Als Erstes wird die benötigte Zeit zur vollständigen Abarbeitung des Email-Backlogs berechnet. Diese ergibt sich durch die Multiplikation der Durchschnittsbearbeitungszeit und der Anzahl an zu beantwortenden Emails. Das Ergebnis wird in benötigte Full Time Equivalents (Mitarbeiter a 8 Stunden Arbeitszeit pro Tag) umgerechnet. Mit dem Ergebnis kann eine Entscheidung getroffen werden, ob diese FTE mit teaminternen oder -externen Ressourcen abgedeckt werden.
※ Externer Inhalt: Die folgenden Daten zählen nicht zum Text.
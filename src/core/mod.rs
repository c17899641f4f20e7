//! Core functionality for the gateway.
//!
//! This module contains fundamental components used throughout the application:
//! - Configuration management
//! - Error handling
//! - Logging context
//! - Metrics collection
//! - HTTP middleware

pub mod config;
pub mod error;
pub mod logging;
pub mod metrics;
pub mod middleware;

// Re-export commonly used types
pub use config::{GatewayConfig, ModelRecord, ProviderRecord, ServerArgs};
pub use error::{AppError, Result};
pub use logging::{generate_request_id, get_request_id, init_tracing, REQUEST_ID};
pub use metrics::{get_metrics, init_metrics, Metrics};
pub use middleware::{bearer_auth_middleware, request_id_middleware, MetricsMiddleware};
2.4 „Gezielte Kanalsteuerung“

Eine gezielte Kanalsteuerung im Backlog Management kann ein zusätzliches Wachsen von Email-Backlogs verhindern sowie deren Abbau vorantreiben. Hierbei kann sich einer sogenannten „Ventillogik“ bedient werden. Mit Schließung und Öffnen des Ventils können Volumen von Kundenemails durch Bremsen und Begünstigen von Treibern reguliert werden. Beim Backlog-Abbau werden beispielsweise Kampagnen mit erwarteten Emailrückläufen erst einmal zurückgehalten, damit Mitarbeiter sich auf den Backlog konzentrieren können. 

Eine weitere Möglichkeit der gezielten Kanalsteuerung ist die temporäre Deaktivierung von Kundenkontaktmöglichkeiten, die kurzfristigere Antworten voraussetzen. Zu diesen Kanälen zählen Chat und m.E. Social Media. Eine Abschaltung der Kanäle begünstigt, dass Kunden eigenständig online nach Lösungen für ihre Anliegen suchen (Self Help). In manchen Fällen werden jene Kunden auch bei Organisationen anrufen. Bei komplexeren Anliegen haben Telefonate gegenüber Emails den Vorteil, dass Fragen zu einer höheren Wahrscheinlichkeit bereits im ersten Kontakt gelöst werden können. Im günstigsten Fall kann auf diese Weise die Kundenzufriedenheit einerseits gesteigert werden, während gleichzeitig Organisationen Zeit sparen gegenüber der Bearbeitung von möglicherweise längeren Emailketten. 

3. Fazit

Mit seinen vier Säulen bietet das hier vorgestellte Modell des holistischen Backlog-Managements eine erhöhte Beherrschbarkeit der Bearbeitung von unplanmäßig angesammelten Emailvorgängen.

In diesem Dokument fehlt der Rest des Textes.